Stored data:
-------

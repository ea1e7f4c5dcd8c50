use super::{json_pretty, EXIT_MANIFEST_ERROR, EXIT_SUCCESS};
use console::style;
use pakket_manifest::{parse_manifest_file, validate_manifest, ValidationIssue};
use std::path::Path;

pub fn run(path: &Path, strict: bool, json: bool) -> Result<u8, String> {
    let manifest = parse_manifest_file(path).map_err(|e| e.to_string())?;
    let result = validate_manifest(&manifest, strict);

    if json {
        println!("{}", json_pretty(&result)?);
        return Ok(if result.valid {
            EXIT_SUCCESS
        } else {
            EXIT_MANIFEST_ERROR
        });
    }

    for error in &result.errors {
        println!("{} {}", style("✗").red(), describe(error));
    }
    for warning in &result.warnings {
        println!("{} {}", style("!").yellow(), describe(warning));
    }

    if result.valid {
        println!("{} {} is valid", style("✓").green(), path.display());
        Ok(EXIT_SUCCESS)
    } else {
        Err(format!(
            "invalid manifest: {} error(s) in {}",
            result.errors.len(),
            path.display()
        ))
    }
}

fn describe(issue: &ValidationIssue) -> String {
    format!("{}: {}", issue.field, issue.message)
}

-------

* _Task statement_
Using the records above as the source, restate each line verbatim.

* _Written answer_
repository ea1e7f4c5dcd8c50
use super::{json_pretty, EXIT_MANIFEST_ERROR, EXIT_SUCCESS};
use console::style;
use pakket_manifest::{parse_manifest_file, validate_manifest, ValidationIssue};
use std::path::Path;

pub fn run(path: &Path, strict: bool, json: bool) -> Result<u8, String> {
    let manifest = parse_manifest_file(path).map_err(|e| e.to_string())?;
    let result = validate_manifest(&manifest, strict);

    if json {
        println!("{}", json_pretty(&result)?);
        return Ok(if result.valid {
            EXIT_SUCCESS
        } else {
            EXIT_MANIFEST_ERROR
        });
    }

    for error in &result.errors {
        println!("{} {}", style("✗").red(), describe(error));
    }
    for warning in &result.warnings {
        println!("{} {}", style("!").yellow(), describe(warning));
    }

    if result.valid {
        println!("{} {} is valid", style("✓").green(), path.display());
        Ok(EXIT_SUCCESS)
    } else {
        Err(format!(
            "invalid manifest: {} error(s) in {}",
            result.errors.len(),
            path.display()
        ))
    }
}

fn describe(issue: &ValidationIssue) -> String {
    format!("{}: {}", issue.field, issue.message)
}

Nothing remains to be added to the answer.